##### EXTRACTED MATERIAL #####

//! BMP header parsing and row decoding.
//!
//! Headers are read little-endian, field by field; the in-memory layout of
//! the wire structs never matters. The pixel-data offset field is
//! authoritative for locating rows — parsing position is not.

use alloc::vec;

use enough::Stop;

use crate::color::Color;
use crate::error::CodecError;
use crate::image::Image;
use crate::limits::Limits;
use crate::pixel::PixelFormat;
use crate::stream::ByteCursor;

/// Bytes per wire row, rounded up to a 4-byte boundary.
pub(crate) fn row_stride(bits_per_pixel: u16, width: u32) -> usize {
    (bits_per_pixel as usize * width as usize + 31) / 32 * 4
}

struct BmpHeader {
    /// Absolute offset of pixel data within the BMP payload.
    data_offset: u32,
    width: u32,
    height: u32,
    /// File rows run top-down (header declared a negative height).
    top_down: bool,
    bits_per_pixel: u16,
    colours_used: u32,
}

/// Parse the 14-byte file header and 40-byte info header.
///
/// Advisory fields (file size, resolution, image data size) are consumed but
/// not trusted; the header-size field is informational only.
fn parse_header(cursor: &mut ByteCursor<'_>) -> Result<BmpHeader, CodecError> {
    let magic = cursor.read_fixed::<2>()?;
    if magic != *b"BM" {
        return Err(CodecError::InvalidData(alloc::format!(
            "bad BMP magic: {:02x}{:02x}",
            magic[0],
            magic[1]
        )));
    }

    let _file_size = cursor.read_u32_le()?;
    let _reserved1 = cursor.read_u16_le()?;
    let _reserved2 = cursor.read_u16_le()?;
    let data_offset = cursor.read_u32_le()?;
    let _header_size = cursor.read_u32_le()?;
    let width = cursor.read_i32_le()?;
    let height = cursor.read_i32_le()?;
    let planes = cursor.read_u16_le()?;
    let bits_per_pixel = cursor.read_u16_le()?;
    let compression = cursor.read_u32_le()?;
    let _image_data_size = cursor.read_u32_le()?;
    let _h_pixels_per_meter = cursor.read_i32_le()?;
    let _v_pixels_per_meter = cursor.read_i32_le()?;
    let colours_used = cursor.read_u32_le()?;
    let _colours_required = cursor.read_u32_le()?;

    if compression != 0 {
        return Err(CodecError::UnsupportedEncoding(alloc::format!(
            "BMP compression scheme {compression} not supported"
        )));
    }
    if !matches!(bits_per_pixel, 8 | 24 | 32) {
        return Err(CodecError::UnsupportedEncoding(alloc::format!(
            "BMP bit depth {bits_per_pixel} not supported"
        )));
    }
    if planes != 1 {
        return Err(CodecError::UnsupportedEncoding(alloc::format!(
            "BMP planes field is {planes}, expected 1"
        )));
    }
    if width <= 0 || height == 0 {
        return Err(CodecError::InvalidDimensions {
            width: width.unsigned_abs(),
            height: height.unsigned_abs(),
        });
    }

    Ok(BmpHeader {
        data_offset,
        width: width as u32,
        height: height.unsigned_abs(),
        top_down: height < 0,
        bits_per_pixel,
        colours_used,
    })
}

/// Load the color table for an 8-bit BMP.
///
/// Entries are 4 bytes `B,G,R,reserved` and become opaque colors. A zero
/// declared count means 256. Table slots past the declared count stay opaque
/// black, so a stray pixel index can never read out of bounds.
fn load_palette(
    cursor: &mut ByteCursor<'_>,
    colours_used: u32,
) -> Result<[Color; 256], CodecError> {
    let count = if colours_used == 0 { 256 } else { colours_used };
    if count > 256 {
        return Err(CodecError::UnsupportedEncoding(alloc::format!(
            "BMP palette declares {count} entries, max is 256"
        )));
    }

    let mut palette = [Color::rgb(0, 0, 0); 256];
    for entry in palette.iter_mut().take(count as usize) {
        let [b, g, r, _] = cursor.read_fixed::<4>()?;
        *entry = Color::rgb(r, g, b);
    }
    Ok(palette)
}

pub(crate) fn decode_bmp(
    cursor: &mut ByteCursor<'_>,
    limits: Option<&Limits>,
    stop: &dyn Stop,
) -> Result<Image, CodecError> {
    // The data-offset field is relative to the payload start, which need not
    // be position 0 of the underlying slice.
    let base = cursor.position();
    let header = parse_header(cursor)?;

    let palette = if header.bits_per_pixel == 8 {
        Some(load_palette(cursor, header.colours_used)?)
    } else {
        None
    };

    let stride = row_stride(header.bits_per_pixel, header.width);
    let pixel_data_start = base
        .checked_add(header.data_offset as usize)
        .ok_or(CodecError::TruncatedStream)?;
    let pixel_data_len = stride
        .checked_mul(header.height as usize)
        .ok_or(CodecError::InvalidDimensions {
            width: header.width,
            height: header.height,
        })?;

    // Validate the declared geometry against what the stream actually holds
    // before allocating anything, so a forged header cannot force a huge
    // allocation.
    if pixel_data_start
        .checked_add(pixel_data_len)
        .is_none_or(|end| end > cursor.data().len())
    {
        return Err(CodecError::TruncatedStream);
    }

    let format = match header.bits_per_pixel {
        32 => PixelFormat::Argb,
        _ => PixelFormat::Rgb,
    };
    if let Some(limits) = limits {
        limits.check_decode(
            header.width,
            header.height,
            header.width as usize * header.height as usize * format.bytes_per_pixel(),
        )?;
    }
    stop.check()?;

    let mut image = Image::new(format, header.width, header.height)?;
    cursor.set_position(pixel_data_start)?;

    let mut row_buf = vec![0u8; stride];
    for r in 0..header.height {
        if r % 16 == 0 {
            stop.check()?;
        }
        cursor.read_exact(&mut row_buf)?;

        let dst_y = if header.top_down {
            r
        } else {
            header.height - 1 - r
        };
        let dst = image.row_mut(dst_y)?;

        match header.bits_per_pixel {
            8 => {
                let palette = palette.as_ref().ok_or(CodecError::TruncatedStream)?;
                for (idx, out) in row_buf
                    .iter()
                    .take(header.width as usize)
                    .zip(dst.chunks_exact_mut(3))
                {
                    let entry = palette[usize::from(*idx)];
                    out.copy_from_slice(&[entry.r, entry.g, entry.b]);
                }
            }
            24 => {
                for (src, out) in row_buf.chunks_exact(3).zip(dst.chunks_exact_mut(3)) {
                    out.copy_from_slice(&[src[2], src[1], src[0]]);
                }
            }
            32 => {
                for (src, out) in row_buf.chunks_exact(4).zip(dst.chunks_exact_mut(4)) {
                    out.copy_from_slice(&[src[3], src[2], src[1], src[0]]);
                }
            }
            _ => unreachable!("depth validated during header parse"),
        }
    }

    Ok(image)
}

#####

*EXERCISE INSTRUCTIONS*
Go through the records above. Copy each line in which the string "PixelFormat" appears.

*REPLY*
use crate::pixel::PixelFormat;
        32 => PixelFormat::Argb,
        _ => PixelFormat::Rgb,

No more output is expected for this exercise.